From the entries below, copy exactly the lines from the one that contains "assert_eq!(parsed.severity_threshold, 6);" through the one that contains "be picked up.", both included, and only those.

_Records contained in a dataset_:
:::

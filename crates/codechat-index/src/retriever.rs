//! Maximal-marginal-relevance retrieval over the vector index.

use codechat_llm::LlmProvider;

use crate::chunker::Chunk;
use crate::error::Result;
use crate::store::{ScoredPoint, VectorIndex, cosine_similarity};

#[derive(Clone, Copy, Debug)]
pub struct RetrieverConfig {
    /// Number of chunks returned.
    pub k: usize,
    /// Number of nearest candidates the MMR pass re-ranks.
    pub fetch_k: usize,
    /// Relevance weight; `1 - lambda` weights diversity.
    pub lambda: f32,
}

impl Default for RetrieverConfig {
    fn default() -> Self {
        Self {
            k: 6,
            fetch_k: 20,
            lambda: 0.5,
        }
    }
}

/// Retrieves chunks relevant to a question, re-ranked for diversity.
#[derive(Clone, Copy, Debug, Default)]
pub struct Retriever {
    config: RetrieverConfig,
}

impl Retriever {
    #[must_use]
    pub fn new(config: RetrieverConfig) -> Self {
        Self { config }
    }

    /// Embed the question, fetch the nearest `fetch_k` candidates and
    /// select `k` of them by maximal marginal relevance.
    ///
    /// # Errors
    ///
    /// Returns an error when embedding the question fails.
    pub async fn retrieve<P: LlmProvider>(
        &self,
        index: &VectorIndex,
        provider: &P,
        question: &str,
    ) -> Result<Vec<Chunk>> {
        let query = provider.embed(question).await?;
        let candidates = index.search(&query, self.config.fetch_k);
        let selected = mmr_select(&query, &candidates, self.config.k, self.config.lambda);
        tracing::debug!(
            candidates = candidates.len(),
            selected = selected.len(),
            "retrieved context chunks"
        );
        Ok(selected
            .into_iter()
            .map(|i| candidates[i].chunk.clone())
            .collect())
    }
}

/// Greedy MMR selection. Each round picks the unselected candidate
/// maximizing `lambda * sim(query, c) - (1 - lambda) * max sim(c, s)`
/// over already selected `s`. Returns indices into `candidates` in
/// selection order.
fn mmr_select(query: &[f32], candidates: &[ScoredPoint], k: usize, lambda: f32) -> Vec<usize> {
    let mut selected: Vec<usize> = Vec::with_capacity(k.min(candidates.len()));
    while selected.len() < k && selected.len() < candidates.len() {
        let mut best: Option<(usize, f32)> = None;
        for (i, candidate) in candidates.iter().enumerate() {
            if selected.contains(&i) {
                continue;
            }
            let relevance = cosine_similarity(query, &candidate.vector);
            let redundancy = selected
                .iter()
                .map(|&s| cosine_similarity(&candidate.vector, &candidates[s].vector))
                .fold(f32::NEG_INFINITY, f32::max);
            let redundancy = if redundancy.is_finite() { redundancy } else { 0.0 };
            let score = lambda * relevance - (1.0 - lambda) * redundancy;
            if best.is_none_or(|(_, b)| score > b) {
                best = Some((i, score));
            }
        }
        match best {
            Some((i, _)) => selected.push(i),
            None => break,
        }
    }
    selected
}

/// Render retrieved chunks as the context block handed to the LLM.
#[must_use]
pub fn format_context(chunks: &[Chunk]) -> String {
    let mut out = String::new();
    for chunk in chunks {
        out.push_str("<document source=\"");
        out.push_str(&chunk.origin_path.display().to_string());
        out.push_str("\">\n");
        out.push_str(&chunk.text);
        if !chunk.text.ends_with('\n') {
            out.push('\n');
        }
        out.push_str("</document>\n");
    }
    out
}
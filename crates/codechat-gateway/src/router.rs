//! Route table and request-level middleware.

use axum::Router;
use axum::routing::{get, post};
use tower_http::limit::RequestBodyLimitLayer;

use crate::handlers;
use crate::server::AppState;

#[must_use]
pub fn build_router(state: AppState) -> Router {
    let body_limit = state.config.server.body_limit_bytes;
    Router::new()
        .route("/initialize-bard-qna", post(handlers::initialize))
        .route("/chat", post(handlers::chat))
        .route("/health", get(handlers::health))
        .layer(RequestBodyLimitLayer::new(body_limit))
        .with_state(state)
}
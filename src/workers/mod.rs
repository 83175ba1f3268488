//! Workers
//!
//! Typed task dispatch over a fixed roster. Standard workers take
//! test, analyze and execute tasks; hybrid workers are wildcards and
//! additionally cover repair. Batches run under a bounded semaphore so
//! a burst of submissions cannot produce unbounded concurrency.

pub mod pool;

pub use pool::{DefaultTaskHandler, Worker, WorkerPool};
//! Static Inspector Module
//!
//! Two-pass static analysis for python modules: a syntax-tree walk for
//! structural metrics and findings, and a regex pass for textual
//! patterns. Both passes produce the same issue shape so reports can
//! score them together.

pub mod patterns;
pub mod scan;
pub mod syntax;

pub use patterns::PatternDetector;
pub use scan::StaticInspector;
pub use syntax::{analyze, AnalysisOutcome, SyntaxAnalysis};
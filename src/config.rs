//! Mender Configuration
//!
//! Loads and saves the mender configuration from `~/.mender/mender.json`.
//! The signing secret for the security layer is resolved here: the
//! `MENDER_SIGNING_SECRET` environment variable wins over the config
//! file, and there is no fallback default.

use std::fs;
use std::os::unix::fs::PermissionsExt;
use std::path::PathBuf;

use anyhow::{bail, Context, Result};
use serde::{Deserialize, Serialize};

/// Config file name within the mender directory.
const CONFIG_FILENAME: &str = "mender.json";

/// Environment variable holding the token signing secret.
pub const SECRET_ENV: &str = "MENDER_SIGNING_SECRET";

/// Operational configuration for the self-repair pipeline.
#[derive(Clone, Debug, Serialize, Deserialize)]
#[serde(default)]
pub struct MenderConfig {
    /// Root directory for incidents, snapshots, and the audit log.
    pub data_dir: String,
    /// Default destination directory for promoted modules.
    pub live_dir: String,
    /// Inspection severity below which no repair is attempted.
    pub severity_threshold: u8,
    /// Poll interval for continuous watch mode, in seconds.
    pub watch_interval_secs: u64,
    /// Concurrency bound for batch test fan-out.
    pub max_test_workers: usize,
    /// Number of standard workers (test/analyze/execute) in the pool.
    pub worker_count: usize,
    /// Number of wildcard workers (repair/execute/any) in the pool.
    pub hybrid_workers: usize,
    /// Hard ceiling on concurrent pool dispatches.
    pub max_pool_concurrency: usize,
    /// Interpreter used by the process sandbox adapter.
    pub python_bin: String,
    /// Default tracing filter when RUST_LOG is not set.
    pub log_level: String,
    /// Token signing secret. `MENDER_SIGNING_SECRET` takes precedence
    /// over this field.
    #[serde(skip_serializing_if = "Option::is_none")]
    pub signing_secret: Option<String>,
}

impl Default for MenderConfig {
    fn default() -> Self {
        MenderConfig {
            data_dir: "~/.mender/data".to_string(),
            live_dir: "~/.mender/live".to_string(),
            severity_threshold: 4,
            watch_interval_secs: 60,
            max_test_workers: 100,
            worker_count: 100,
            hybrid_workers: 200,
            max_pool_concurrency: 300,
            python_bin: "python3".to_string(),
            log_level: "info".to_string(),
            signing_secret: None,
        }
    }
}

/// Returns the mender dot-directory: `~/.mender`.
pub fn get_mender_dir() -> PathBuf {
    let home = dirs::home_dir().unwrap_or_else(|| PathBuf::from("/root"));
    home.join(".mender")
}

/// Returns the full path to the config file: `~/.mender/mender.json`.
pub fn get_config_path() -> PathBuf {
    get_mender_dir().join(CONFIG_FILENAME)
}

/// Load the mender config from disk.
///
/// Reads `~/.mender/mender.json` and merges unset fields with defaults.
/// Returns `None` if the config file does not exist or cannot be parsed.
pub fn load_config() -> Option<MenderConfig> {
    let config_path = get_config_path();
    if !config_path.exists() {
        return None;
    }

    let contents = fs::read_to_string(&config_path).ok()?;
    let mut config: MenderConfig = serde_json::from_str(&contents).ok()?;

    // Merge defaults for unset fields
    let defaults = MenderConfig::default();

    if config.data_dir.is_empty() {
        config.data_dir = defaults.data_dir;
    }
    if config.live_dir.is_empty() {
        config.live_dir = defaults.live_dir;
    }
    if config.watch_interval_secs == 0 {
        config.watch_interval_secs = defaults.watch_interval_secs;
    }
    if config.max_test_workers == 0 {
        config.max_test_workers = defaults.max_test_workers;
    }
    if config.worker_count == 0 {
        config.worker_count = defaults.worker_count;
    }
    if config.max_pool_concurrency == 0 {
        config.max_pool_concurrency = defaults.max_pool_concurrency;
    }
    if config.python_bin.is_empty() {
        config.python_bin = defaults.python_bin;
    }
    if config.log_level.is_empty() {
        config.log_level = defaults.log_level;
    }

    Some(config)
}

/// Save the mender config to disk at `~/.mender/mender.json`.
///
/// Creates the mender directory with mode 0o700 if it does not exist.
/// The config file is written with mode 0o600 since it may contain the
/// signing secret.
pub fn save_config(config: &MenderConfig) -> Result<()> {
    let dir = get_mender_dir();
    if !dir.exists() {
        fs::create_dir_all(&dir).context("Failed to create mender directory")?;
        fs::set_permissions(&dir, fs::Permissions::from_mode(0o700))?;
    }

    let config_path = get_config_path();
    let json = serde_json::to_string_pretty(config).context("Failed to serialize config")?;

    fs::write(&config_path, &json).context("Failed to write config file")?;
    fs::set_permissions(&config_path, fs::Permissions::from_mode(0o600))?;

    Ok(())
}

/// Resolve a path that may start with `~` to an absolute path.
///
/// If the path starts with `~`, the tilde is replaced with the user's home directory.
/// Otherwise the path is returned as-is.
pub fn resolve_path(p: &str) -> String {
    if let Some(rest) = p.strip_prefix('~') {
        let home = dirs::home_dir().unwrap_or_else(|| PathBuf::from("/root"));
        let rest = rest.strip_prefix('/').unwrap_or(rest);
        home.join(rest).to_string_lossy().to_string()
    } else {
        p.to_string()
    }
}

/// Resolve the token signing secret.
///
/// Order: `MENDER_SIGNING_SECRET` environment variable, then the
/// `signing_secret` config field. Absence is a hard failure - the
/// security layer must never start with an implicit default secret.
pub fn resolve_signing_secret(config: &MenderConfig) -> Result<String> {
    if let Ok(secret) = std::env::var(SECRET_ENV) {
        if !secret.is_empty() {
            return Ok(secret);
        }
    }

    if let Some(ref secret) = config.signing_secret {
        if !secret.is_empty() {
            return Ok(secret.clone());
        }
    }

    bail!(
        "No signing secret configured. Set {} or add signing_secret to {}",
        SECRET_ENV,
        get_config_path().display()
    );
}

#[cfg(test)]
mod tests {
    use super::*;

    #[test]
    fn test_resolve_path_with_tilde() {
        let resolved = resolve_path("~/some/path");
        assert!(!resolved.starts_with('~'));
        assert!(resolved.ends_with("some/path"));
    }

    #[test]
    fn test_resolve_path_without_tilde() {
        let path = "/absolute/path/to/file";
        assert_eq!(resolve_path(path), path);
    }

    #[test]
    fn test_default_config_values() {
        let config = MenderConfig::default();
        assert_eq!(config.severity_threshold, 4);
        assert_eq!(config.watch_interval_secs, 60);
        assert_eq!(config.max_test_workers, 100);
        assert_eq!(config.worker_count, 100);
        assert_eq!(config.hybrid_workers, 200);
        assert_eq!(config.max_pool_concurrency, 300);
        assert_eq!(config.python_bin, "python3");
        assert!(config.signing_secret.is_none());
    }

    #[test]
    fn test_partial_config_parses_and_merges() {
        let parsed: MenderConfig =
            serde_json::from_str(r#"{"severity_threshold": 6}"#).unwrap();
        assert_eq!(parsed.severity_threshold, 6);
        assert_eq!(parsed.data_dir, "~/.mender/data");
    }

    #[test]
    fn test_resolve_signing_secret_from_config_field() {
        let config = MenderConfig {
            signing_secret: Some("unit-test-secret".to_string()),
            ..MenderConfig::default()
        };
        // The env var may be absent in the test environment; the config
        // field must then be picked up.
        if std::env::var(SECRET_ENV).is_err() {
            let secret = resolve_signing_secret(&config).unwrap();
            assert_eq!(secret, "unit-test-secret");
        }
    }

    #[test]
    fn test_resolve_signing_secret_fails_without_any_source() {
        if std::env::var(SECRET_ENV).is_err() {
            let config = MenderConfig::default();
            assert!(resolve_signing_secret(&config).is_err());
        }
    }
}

:::

_Result for this task_:
        assert_eq!(parsed.severity_threshold, 6);
        assert_eq!(parsed.data_dir, "~/.mender/data");
    }

    #[test]
    fn test_resolve_signing_secret_from_config_field() {
        let config = MenderConfig {
            signing_secret: Some("unit-test-secret".to_string()),
            ..MenderConfig::default()
        };
        // The env var may be absent in the test environment; the config
        // field must then be picked up.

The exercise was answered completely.